# [Collected data]
○ ○ ○ ○ ○
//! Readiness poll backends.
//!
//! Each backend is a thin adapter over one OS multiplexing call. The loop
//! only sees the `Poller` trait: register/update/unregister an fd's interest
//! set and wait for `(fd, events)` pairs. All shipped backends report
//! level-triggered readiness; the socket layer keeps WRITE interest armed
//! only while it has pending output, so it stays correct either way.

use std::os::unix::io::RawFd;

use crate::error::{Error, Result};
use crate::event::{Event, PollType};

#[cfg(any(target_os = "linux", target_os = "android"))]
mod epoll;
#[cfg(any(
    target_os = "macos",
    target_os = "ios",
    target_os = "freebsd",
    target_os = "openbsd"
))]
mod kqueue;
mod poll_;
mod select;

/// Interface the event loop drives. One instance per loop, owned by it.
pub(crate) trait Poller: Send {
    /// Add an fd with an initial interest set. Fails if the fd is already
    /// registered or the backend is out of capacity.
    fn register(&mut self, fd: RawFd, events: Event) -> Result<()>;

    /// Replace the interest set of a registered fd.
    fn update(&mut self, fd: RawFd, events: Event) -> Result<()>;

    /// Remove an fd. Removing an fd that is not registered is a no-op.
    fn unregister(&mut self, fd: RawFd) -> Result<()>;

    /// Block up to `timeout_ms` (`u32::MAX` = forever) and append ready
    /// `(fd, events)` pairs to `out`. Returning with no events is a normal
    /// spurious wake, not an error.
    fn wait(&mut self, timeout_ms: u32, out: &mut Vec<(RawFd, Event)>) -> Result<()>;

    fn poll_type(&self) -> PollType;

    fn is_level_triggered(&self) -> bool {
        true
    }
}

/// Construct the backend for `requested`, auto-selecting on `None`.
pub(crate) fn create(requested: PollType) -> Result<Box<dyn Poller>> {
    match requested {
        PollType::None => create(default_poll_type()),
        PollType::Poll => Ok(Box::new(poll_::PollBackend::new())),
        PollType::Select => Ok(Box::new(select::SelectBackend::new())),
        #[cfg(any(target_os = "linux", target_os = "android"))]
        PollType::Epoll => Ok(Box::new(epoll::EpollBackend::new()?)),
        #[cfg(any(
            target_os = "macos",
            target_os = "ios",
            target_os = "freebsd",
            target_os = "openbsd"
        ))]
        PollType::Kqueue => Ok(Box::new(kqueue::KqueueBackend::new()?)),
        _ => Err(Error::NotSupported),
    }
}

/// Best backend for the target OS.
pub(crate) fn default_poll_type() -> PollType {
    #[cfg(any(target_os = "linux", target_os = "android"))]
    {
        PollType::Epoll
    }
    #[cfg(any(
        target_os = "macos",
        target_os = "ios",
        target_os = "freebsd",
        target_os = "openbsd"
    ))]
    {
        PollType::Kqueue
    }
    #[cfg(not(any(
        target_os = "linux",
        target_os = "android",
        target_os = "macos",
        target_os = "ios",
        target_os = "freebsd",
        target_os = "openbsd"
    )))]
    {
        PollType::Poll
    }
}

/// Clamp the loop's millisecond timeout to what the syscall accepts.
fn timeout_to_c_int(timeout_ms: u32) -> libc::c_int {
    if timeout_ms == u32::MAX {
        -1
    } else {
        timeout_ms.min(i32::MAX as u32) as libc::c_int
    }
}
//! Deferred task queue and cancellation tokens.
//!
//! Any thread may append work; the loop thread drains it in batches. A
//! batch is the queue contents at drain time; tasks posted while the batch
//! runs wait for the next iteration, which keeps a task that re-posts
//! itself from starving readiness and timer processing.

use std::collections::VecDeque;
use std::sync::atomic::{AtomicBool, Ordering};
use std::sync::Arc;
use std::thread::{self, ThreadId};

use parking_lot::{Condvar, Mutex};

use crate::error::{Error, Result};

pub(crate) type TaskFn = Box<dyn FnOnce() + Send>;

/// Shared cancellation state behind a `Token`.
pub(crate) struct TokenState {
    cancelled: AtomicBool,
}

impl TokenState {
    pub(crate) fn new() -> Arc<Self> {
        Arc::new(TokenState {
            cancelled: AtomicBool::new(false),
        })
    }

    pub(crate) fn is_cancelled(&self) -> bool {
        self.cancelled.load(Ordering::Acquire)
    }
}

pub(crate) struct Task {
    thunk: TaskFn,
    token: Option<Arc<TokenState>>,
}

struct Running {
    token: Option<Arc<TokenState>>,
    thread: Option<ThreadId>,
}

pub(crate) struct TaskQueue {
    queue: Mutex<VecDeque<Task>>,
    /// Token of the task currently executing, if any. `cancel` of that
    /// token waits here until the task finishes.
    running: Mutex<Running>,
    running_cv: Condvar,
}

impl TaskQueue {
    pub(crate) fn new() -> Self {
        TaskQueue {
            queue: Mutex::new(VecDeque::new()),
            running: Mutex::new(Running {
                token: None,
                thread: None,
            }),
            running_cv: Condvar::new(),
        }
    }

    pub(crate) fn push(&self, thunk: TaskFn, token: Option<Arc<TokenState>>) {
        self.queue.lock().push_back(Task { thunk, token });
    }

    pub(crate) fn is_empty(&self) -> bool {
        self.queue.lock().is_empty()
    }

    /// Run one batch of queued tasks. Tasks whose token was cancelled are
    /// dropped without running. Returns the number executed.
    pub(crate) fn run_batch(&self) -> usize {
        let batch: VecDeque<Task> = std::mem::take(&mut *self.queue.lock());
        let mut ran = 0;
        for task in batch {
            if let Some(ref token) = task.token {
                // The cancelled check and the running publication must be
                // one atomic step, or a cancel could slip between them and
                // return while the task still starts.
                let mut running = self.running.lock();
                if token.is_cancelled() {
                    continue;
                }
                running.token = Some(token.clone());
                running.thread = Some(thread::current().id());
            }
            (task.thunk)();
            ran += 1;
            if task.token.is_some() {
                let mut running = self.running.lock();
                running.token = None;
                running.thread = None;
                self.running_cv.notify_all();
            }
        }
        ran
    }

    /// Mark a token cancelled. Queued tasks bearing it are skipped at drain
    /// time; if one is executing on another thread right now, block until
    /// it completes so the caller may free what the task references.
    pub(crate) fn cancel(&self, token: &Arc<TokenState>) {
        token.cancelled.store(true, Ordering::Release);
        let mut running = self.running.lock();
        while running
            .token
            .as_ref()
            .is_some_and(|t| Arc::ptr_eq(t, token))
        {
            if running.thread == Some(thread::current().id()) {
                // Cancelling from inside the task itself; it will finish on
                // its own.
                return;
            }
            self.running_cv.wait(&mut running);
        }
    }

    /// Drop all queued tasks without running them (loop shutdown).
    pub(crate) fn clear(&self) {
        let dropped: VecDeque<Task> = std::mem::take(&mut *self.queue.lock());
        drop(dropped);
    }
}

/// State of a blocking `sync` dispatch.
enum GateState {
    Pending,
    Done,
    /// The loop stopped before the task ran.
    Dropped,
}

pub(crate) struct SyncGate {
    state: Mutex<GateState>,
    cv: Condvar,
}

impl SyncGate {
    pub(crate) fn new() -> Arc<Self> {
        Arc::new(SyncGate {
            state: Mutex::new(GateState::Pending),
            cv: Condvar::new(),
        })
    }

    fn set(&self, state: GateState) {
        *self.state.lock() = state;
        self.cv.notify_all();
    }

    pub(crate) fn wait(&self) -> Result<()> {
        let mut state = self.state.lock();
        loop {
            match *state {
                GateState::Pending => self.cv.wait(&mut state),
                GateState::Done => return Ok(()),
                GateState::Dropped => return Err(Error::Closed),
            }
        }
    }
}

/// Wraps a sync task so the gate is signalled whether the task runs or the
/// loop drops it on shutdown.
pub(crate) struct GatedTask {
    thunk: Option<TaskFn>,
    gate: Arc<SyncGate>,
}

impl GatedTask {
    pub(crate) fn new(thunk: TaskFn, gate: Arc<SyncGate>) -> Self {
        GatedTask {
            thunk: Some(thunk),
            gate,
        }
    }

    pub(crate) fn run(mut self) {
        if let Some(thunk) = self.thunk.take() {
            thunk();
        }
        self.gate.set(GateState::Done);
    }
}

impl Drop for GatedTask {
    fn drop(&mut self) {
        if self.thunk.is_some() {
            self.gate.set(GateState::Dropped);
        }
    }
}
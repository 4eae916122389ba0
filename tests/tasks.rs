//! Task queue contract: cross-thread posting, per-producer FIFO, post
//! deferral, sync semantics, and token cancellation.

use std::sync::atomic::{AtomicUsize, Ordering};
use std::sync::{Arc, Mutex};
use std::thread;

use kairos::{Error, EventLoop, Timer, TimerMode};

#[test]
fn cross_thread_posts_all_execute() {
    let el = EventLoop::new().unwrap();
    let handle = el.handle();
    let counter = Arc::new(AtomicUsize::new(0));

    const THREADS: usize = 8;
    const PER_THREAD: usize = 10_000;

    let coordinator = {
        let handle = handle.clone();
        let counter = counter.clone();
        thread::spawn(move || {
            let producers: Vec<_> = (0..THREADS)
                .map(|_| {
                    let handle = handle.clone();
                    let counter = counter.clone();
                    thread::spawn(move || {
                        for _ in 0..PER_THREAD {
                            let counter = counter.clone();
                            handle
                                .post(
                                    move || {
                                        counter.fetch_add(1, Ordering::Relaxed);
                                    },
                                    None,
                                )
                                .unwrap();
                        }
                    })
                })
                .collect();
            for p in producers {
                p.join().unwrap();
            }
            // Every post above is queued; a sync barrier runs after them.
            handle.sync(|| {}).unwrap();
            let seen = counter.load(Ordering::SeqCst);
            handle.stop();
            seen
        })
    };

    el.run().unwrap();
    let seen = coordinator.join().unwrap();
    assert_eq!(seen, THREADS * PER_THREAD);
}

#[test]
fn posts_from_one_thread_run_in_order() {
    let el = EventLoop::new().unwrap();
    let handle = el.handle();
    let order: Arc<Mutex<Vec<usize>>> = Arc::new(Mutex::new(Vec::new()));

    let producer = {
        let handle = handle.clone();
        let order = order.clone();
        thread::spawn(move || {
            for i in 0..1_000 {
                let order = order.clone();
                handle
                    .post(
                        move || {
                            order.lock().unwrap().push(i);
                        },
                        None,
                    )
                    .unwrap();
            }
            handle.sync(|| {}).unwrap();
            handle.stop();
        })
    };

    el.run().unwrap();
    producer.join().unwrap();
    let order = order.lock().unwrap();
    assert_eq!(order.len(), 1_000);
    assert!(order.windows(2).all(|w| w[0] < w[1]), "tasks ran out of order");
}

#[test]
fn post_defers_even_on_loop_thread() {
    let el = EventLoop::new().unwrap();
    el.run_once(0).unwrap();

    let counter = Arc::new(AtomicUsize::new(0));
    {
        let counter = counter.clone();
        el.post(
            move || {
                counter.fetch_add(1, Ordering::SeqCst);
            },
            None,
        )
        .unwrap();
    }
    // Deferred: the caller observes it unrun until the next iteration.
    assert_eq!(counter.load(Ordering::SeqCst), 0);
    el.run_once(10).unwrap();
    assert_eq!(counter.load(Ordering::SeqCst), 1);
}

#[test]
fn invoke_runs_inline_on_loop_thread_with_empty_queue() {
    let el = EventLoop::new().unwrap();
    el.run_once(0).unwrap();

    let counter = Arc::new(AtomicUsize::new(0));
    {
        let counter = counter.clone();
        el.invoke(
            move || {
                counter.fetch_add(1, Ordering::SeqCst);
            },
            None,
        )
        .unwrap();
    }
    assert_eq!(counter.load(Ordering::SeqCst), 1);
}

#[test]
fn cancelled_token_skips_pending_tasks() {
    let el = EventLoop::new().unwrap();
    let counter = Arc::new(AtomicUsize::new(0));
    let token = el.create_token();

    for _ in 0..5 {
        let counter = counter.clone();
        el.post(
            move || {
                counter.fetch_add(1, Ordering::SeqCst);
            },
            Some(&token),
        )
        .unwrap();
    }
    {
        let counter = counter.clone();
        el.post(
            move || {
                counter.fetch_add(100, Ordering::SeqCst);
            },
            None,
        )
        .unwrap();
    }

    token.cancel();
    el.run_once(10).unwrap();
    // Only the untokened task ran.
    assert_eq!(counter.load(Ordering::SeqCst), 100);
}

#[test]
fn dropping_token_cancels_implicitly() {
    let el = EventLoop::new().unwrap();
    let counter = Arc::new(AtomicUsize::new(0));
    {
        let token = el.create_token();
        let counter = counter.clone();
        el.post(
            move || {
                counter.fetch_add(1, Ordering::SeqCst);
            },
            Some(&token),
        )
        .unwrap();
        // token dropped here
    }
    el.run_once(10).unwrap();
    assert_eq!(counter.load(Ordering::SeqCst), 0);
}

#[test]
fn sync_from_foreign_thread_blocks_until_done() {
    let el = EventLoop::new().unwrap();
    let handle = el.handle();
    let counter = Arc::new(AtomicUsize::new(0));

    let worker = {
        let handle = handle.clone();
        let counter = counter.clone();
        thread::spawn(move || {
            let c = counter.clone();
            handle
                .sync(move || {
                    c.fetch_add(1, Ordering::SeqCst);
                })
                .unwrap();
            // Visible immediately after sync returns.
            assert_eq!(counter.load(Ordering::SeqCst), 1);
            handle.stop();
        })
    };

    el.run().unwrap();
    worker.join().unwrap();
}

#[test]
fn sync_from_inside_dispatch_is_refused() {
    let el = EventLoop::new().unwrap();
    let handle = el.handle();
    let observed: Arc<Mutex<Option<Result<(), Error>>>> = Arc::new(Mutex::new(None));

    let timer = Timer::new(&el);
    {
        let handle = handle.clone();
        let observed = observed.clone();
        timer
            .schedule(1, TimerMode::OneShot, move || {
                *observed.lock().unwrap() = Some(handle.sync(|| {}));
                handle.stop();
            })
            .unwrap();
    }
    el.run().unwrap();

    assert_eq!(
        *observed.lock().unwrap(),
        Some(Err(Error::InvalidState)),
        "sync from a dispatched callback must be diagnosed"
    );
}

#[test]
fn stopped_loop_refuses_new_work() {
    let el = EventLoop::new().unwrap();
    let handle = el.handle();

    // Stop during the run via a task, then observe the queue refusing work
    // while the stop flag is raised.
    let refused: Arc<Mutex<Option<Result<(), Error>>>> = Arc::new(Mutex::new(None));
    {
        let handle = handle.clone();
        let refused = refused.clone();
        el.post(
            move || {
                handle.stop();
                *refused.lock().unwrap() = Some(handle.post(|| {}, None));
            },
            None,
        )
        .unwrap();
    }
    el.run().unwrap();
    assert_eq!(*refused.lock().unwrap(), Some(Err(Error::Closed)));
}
○ ○ ○ ○ ○
# [Problem]
Please give back, exactly as it stands above, the stretch from the line with "for _ in 0..PER_THREAD" through the line with "for i in 0..1_000", and no line outside it.

# [Your response]
                        for _ in 0..PER_THREAD {
                            let counter = counter.clone();
                            handle
                                .post(
                                    move || {
                                        counter.fetch_add(1, Ordering::Relaxed);
                                    },
                                    None,
                                )
                                .unwrap();
                        }
                    })
                })
                .collect();
            for p in producers {
                p.join().unwrap();
            }
            // Every post above is queued; a sync barrier runs after them.
            handle.sync(|| {}).unwrap();
            let seen = counter.load(Ordering::SeqCst);
            handle.stop();
            seen
        })
    };

    el.run().unwrap();
    let seen = coordinator.join().unwrap();
    assert_eq!(seen, THREADS * PER_THREAD);
}

#[test]
fn posts_from_one_thread_run_in_order() {
    let el = EventLoop::new().unwrap();
    let handle = el.handle();
    let order: Arc<Mutex<Vec<usize>>> = Arc::new(Mutex::new(Vec::new()));

    let producer = {
        let handle = handle.clone();
        let order = order.clone();
        thread::spawn(move || {
            for i in 0..1_000 {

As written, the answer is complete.